REPUBLIKA.CO.ID, MOSKOW -- Sebanyak 15 restoran cepat saji versi baru McDonald's dibuka di Moskow pada Ahad (12/6). Restoran cepat saji ini kembali dibuka di bawah kepemilikan baru dan nama baru, yaitu "Vkusno & tochka", yang berarti "Tasty & that's it."
Ahad pagi menandai hari baru bagi pecinta makanan cepat saji Rusia. Restoran yang sebelumnya dijalankan oleh jaringan makanan cepat saji Barat yang sangat populer, dibuka kembali dengan merek baru.

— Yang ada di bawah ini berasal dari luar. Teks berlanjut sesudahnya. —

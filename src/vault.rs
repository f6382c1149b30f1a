//! Credential vault: symmetric encryption of stored account passwords.
//!
//! AES-256-GCM keyed by Argon2id over an operator passphrase. Tokens are
//! base64 of `nonce || ciphertext`, so every encryption of the same password
//! yields a different token.

use aes_gcm::aead::rand_core::RngCore;
use aes_gcm::aead::{Aead, KeyInit, OsRng};
use aes_gcm::{Aes256Gcm, Nonce};
use argon2::Argon2;
use base64::Engine;
use base64::engine::general_purpose::URL_SAFE as BASE64;
use secrecy::{ExposeSecret, SecretString};
use tracing::debug;

use crate::error::VaultError;

/// Environment variable holding the vault passphrase.
pub const KEY_ENV: &str = "MAIL_BRIDGE_KEY";

/// Passphrase used when `MAIL_BRIDGE_KEY` is unset.
const FALLBACK_PASSPHRASE: &str = "mail-bridge-default-key";

/// Fixed application salt; the passphrase is the only secret input.
const APP_SALT: &[u8] = b"mail-bridge.vault.salt.v1";

/// AES-GCM nonce size (96 bits).
const NONCE_SIZE: usize = 12;

/// Encrypts and decrypts account passwords.
///
/// The key is derived once at construction; build one vault per process and
/// share it.
pub struct Vault {
    cipher: Aes256Gcm,
}

impl Vault {
    /// Derive the key from `passphrase`.
    pub fn new(passphrase: &SecretString) -> Result<Self, VaultError> {
        let mut key = [0u8; 32];
        Argon2::default()
            .hash_password_into(passphrase.expose_secret().as_bytes(), APP_SALT, &mut key)
            .map_err(|e| VaultError::KeyDerivation(e.to_string()))?;
        let cipher = Aes256Gcm::new(&key.into());
        debug!("Credential vault initialized");
        Ok(Self { cipher })
    }

    /// Passphrase from `MAIL_BRIDGE_KEY`, or the built-in fallback.
    pub fn from_env() -> Result<Self, VaultError> {
        let passphrase = match std::env::var(KEY_ENV) {
            Ok(key) if !key.is_empty() => SecretString::from(key),
            _ => {
                tracing::warn!("{KEY_ENV} not set, using the built-in vault passphrase");
                SecretString::from(FALLBACK_PASSPHRASE)
            }
        };
        Self::new(&passphrase)
    }

    /// Encrypt a password into an opaque token.
    pub fn encrypt(&self, plaintext: &SecretString) -> Result<String, VaultError> {
        let mut nonce_bytes = [0u8; NONCE_SIZE];
        OsRng.fill_bytes(&mut nonce_bytes);
        let nonce = Nonce::from_slice(&nonce_bytes);

        let ciphertext = self
            .cipher
            .encrypt(nonce, plaintext.expose_secret().as_bytes())
            .map_err(|_| VaultError::Encryption)?;

        let mut combined = Vec::with_capacity(NONCE_SIZE + ciphertext.len());
        combined.extend_from_slice(&nonce_bytes);
        combined.extend_from_slice(&ciphertext);
        Ok(BASE64.encode(&combined))
    }

    /// Decrypt a token produced by [`Vault::encrypt`].
    pub fn decrypt(&self, token: &str) -> Result<SecretString, VaultError> {
        let combined = BASE64
            .decode(token.trim())
            .map_err(|e| VaultError::InvalidFormat(format!("invalid base64: {e}")))?;

        if combined.len() <= NONCE_SIZE {
            return Err(VaultError::InvalidFormat(format!(
                "token too short: {} bytes",
                combined.len()
            )));
        }

        let (nonce_bytes, ciphertext) = combined.split_at(NONCE_SIZE);
        let plaintext = self
            .cipher
            .decrypt(Nonce::from_slice(nonce_bytes), ciphertext)
            .map_err(|_| VaultError::Decryption)?;

        String::from_utf8(plaintext)
            .map(SecretString::from)
            .map_err(|_| VaultError::Decryption)
    }

    /// Decrypt, treating any failure as "no credential".
    pub fn decrypt_or_empty(&self, token: &str, account: &str) -> Option<SecretString> {
        match self.decrypt(token) {
            Ok(secret) => Some(secret),
            Err(e) => {
                tracing::error!(account = %account, "Failed to decrypt password: {e}");
                None
            }
        }
    }
}

#[cfg(test)]
mod tests {
    use super::*;

    fn vault(passphrase: &str) -> Vault {
        Vault::new(&SecretString::from(passphrase)).unwrap()
    }

    #[test]
    fn encrypt_decrypt_round_trip() {
        let v = vault("test-key");
        let token = v.encrypt(&SecretString::from("my-secret-password")).unwrap();
        assert_ne!(token, "my-secret-password");
        assert_eq!(v.decrypt(&token).unwrap().expose_secret(), "my-secret-password");
    }

    #[test]
    fn same_plaintext_yields_different_tokens() {
        let v = vault("test-key");
        let a = v.encrypt(&SecretString::from("same")).unwrap();
        let b = v.encrypt(&SecretString::from("same")).unwrap();
        assert_ne!(a, b);
        assert_eq!(v.decrypt(&a).unwrap().expose_secret(), "same");
        assert_eq!(v.decrypt(&b).unwrap().expose_secret(), "same");
    }

    #[test]
    fn special_characters_survive() {
        let v = vault("test-key");
        let original = "pässwörd!@#$%^&*()_+-=[]{}|;:',.<>?/~`";
        let token = v.encrypt(&SecretString::from(original)).unwrap();
        assert_eq!(v.decrypt(&token).unwrap().expose_secret(), original);
    }

    #[test]
    fn wrong_passphrase_fails_to_decrypt() {
        let token = vault("key-one").encrypt(&SecretString::from("pw")).unwrap();
        let err = vault("key-two").decrypt(&token).unwrap_err();
        assert!(matches!(err, VaultError::Decryption));
    }

    #[test]
    fn malformed_tokens_are_rejected() {
        let v = vault("test-key");
        assert!(matches!(v.decrypt("not base64!@#"), Err(VaultError::InvalidFormat(_))));
        assert!(matches!(
            v.decrypt(&BASE64.encode(b"short")),
            Err(VaultError::InvalidFormat(_))
        ));
        assert!(matches!(
            v.decrypt(&BASE64.encode([0u8; 32])),
            Err(VaultError::Decryption)
        ));
    }

    #[test]
    fn decrypt_or_empty_swallows_failures() {
        let v = vault("test-key");
        assert!(v.decrypt_or_empty("garbage", "work").is_none());
    }
}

Sebanyak 50 gerai lainnya akan menyusul dibuka pada Senin (13/6).
McDonald's menjadi salah satu perusahaan global terbesar yang meninggalkan Rusia. Restoran cepat saji ini menjual semua restorannya setelah beroperasi di Rusia selama lebih dari 30 tahun, menyusul invasi Ukraina. Krisis kemanusiaan dalam perang di Ukraina, membuat McDonald's memutuskan mereka tak bisa lagi berbisnis di negara tersebut.

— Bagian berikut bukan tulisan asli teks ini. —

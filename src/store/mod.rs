//! Persistence layer: the accounts/rules configuration file.

pub mod file;

pub use file::{ConfigStore, write_atomic};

Dalam pernyataan resmi, McDonald's mengatakan, ini merupakan langkah lanjutan setelah mereka menutup sementara restoran di Rusia dan menunda bisnis di sana. Setelah dijual, restoran yang baru tak boleh lagi memakai nama, logo, branding dan menu McD.
Jaringan restoran cepat saji ini mengatakan, prioritas mereka adalah memastikan para karyawan di McDonald's Rusia terus mendapatkan gaji hingga semua transaksi dihentikan dan mereka akan dipekerjakan oleh pembeli potensial.

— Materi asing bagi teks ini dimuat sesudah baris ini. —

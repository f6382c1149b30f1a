use std::io::Read;
use std::path::PathBuf;
use std::sync::Arc;

use anyhow::{Context, bail};
use clap::{Parser, Subcommand};
use tracing::{error, info, warn};
use tracing_appender::non_blocking::WorkerGuard;
use tracing_subscriber::EnvFilter;
use tracing_subscriber::layer::SubscriberExt;
use tracing_subscriber::util::SubscriberInitExt;

use mail_bridge::config::{BridgeConfig, RuntimeConfig};
use mail_bridge::import::{DEFAULT_MAILDIR_ROOT, MaildirImporter};
use mail_bridge::pipeline::{LdaAgent, MailMessage, MessageProcessor};
use mail_bridge::store::ConfigStore;
use mail_bridge::vault::Vault;
use mail_bridge::web::{self, AppState};
use mail_bridge::{DELIVERY_LOG_FILE, check, fetchmail};

/// mail-bridge: POP3 → rule routing → local mailboxes
#[derive(Parser)]
#[command(name = "mail-bridge")]
#[command(version)]
struct Cli {
    #[command(subcommand)]
    command: Command,

    /// Accounts/rules file (overrides MAIL_BRIDGE_CONFIG)
    #[arg(long, global = true)]
    config: Option<PathBuf>,
}

#[derive(Subcommand)]
enum Command {
    /// Route one message from stdin and hand it to the delivery agent
    Deliver {
        /// Local mailbox user
        user: String,
    },
    /// Write the fetchmail run-control file
    Generate {
        /// Output path (overrides MAIL_BRIDGE_FETCHMAILRC)
        #[arg(long, short)]
        output: Option<PathBuf>,
    },
    /// Run the admin web UI
    Serve {
        /// Port (overrides MAIL_BRIDGE_WEB_PORT)
        #[arg(long, short)]
        port: Option<u16>,
    },
    /// Validate the configuration file
    Check,
    /// Import .eml / .mbox files into a user's Maildir
    Import {
        /// .eml file, .mbox file, or directory of .eml files
        source: PathBuf,
        /// Local mailbox user
        #[arg(long)]
        user: String,
        /// Maildir root
        #[arg(long, default_value = DEFAULT_MAILDIR_ROOT)]
        maildir: PathBuf,
    },
    /// Encrypt a password (read from stdin) for the config file
    Encrypt,
    /// Print `export` lines for vault-stored passwords
    CredentialsEnv,
}

#[tokio::main]
async fn main() {
    let cli = Cli::parse();

    let mut runtime = RuntimeConfig::from_env();
    if let Some(path) = cli.config.clone() {
        runtime.config_path = path;
    }

    let _guard = init_tracing(&cli.command, &runtime);

    // Install rustls crypto provider before any TLS usage
    if rustls::crypto::ring::default_provider()
        .install_default()
        .is_err()
    {
        warn!("rustls crypto provider already installed");
    }

    if let Err(e) = run(cli.command, runtime).await {
        error!("{e:#}");
        eprintln!("Error: {e:#}");
        std::process::exit(1);
    }
}

/// Console logging for every command; `deliver` also appends to the
/// delivery log tailed by the status page.
fn init_tracing(command: &Command, runtime: &RuntimeConfig) -> Option<WorkerGuard> {
    let filter = EnvFilter::try_from_default_env().unwrap_or_else(|_| EnvFilter::new("info"));
    let console = tracing_subscriber::fmt::layer()
        .with_target(false)
        .with_writer(std::io::stderr);

    if matches!(command, Command::Deliver { .. })
        && std::fs::create_dir_all(&runtime.log_dir).is_ok()
    {
        let appender = tracing_appender::rolling::never(&runtime.log_dir, DELIVERY_LOG_FILE);
        let (writer, guard) = tracing_appender::non_blocking(appender);
        let file = tracing_subscriber::fmt::layer()
            .with_target(false)
            .with_ansi(false)
            .with_writer(writer);
        tracing_subscriber::registry()
            .with(filter)
            .with(console)
            .with(file)
            .init();
        return Some(guard);
    }

    tracing_subscriber::registry().with(filter).with(console).init();
    None
}

async fn run(command: Command, runtime: RuntimeConfig) -> anyhow::Result<()> {
    let vault = Arc::new(Vault::from_env().context("Failed to initialise credential vault")?);
    let store = Arc::new(ConfigStore::new(runtime.config_path.clone(), vault.clone()));

    match command {
        Command::Deliver { user } => deliver(&store, &runtime, &user).await,
        Command::Generate { output } => {
            let config = store.load().await?;
            let output = output.unwrap_or_else(|| runtime.fetchmailrc_path.clone());
            let rc = fetchmail::generate(&config, &runtime.mda_command, &output)?;
            println!(
                "Generated {} ({} account(s), {} skipped)",
                output.display(),
                rc.written.len(),
                rc.skipped.len()
            );
            Ok(())
        }
        Command::Serve { port } => {
            let port = port.unwrap_or(runtime.web_port);
            let state = AppState {
                store,
                runtime: Arc::new(runtime),
            };
            let app = web::router(state);
            let listener = tokio::net::TcpListener::bind(("0.0.0.0", port))
                .await
                .with_context(|| format!("Failed to bind web UI port {port}"))?;
            info!(port, "Admin web UI started");
            axum::serve(listener, app).await?;
            Ok(())
        }
        Command::Check => {
            let config = store.load().await?;
            let report = check::check(&config, &vault, &runtime.mda_command, |var| {
                std::env::var_os(var).is_some()
            });
            println!("{report}");
            if report.has_errors() {
                bail!("configuration has blocking problems");
            }
            Ok(())
        }
        Command::Import {
            source,
            user,
            maildir,
        } => {
            let report = tokio::task::spawn_blocking(move || {
                MaildirImporter::new(&maildir, &user).import(&source)
            })
            .await??;
            println!(
                "Imported {} message(s), {} failed",
                report.imported, report.failed
            );
            Ok(())
        }
        Command::Encrypt => {
            let mut password = String::new();
            std::io::stdin()
                .read_line(&mut password)
                .context("Failed to read password from stdin")?;
            let password = password.trim_end_matches(['\r', '\n']);
            if password.is_empty() {
                bail!("empty password");
            }
            println!("{}", vault.encrypt(&password.into())?);
            Ok(())
        }
        Command::CredentialsEnv => {
            let config = store.load().await?;
            print!("{}", fetchmail::credential_exports(&store, &config));
            Ok(())
        }
    }
}

async fn deliver(store: &ConfigStore, runtime: &RuntimeConfig, user: &str) -> anyhow::Result<()> {
    let mut raw = Vec::new();
    std::io::stdin()
        .read_to_end(&mut raw)
        .context("Failed to read message from stdin")?;
    let message = MailMessage::parse(raw);

    // Mail is never dropped over a broken config; route with no rules instead.
    let config = match store.load().await {
        Ok(config) => config,
        Err(e) => {
            error!("Failed to load config: {e}");
            BridgeConfig::default()
        }
    };

    let agent = Arc::new(LdaAgent::new(runtime.lda_program.clone()));
    let processor = MessageProcessor::from_config(&config, agent);
    processor.process(user, &message).await?;
    Ok(())
}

"Kami sangat bangga terhadap 62 ribu karyawan yang bekerja di restoran kami, bersama ratusan pemasok Rusia yang mendukung bisnis kami dan waralaba lokal kami. Dedikasi dan kesetiaan mereka terhadap McDonald's membuat pengumuman ini sangat sulit," kata Presiden dan Chief Executif Officer McDonald's Chris Kempczinski dalam pernyataan.
Jaringan restoran siap saji yang dikenal lewat burger ini, mewakili ketegangan Perang Dunia yang telah mencair. Beroperasinya McDonald's di Rusia menjadi cara warga negara tersebut mencicipi makanan Barat, meski harga sebuah burger beberapa kali lebih mahal dibandingkan anggaran harian rata-rata penduduk.
"Sebagian mungkin berargumen menyediakan akses makanan dan terus mempekerjakan puluhan ribu masyarakat adalah hal yang benar. Akan tetapi tak mungkin mengabaikan krisis kemanusiaan yang disebabkan perang di Ukraina," kata Kempczinkin dalam suratnya kepada karyawan.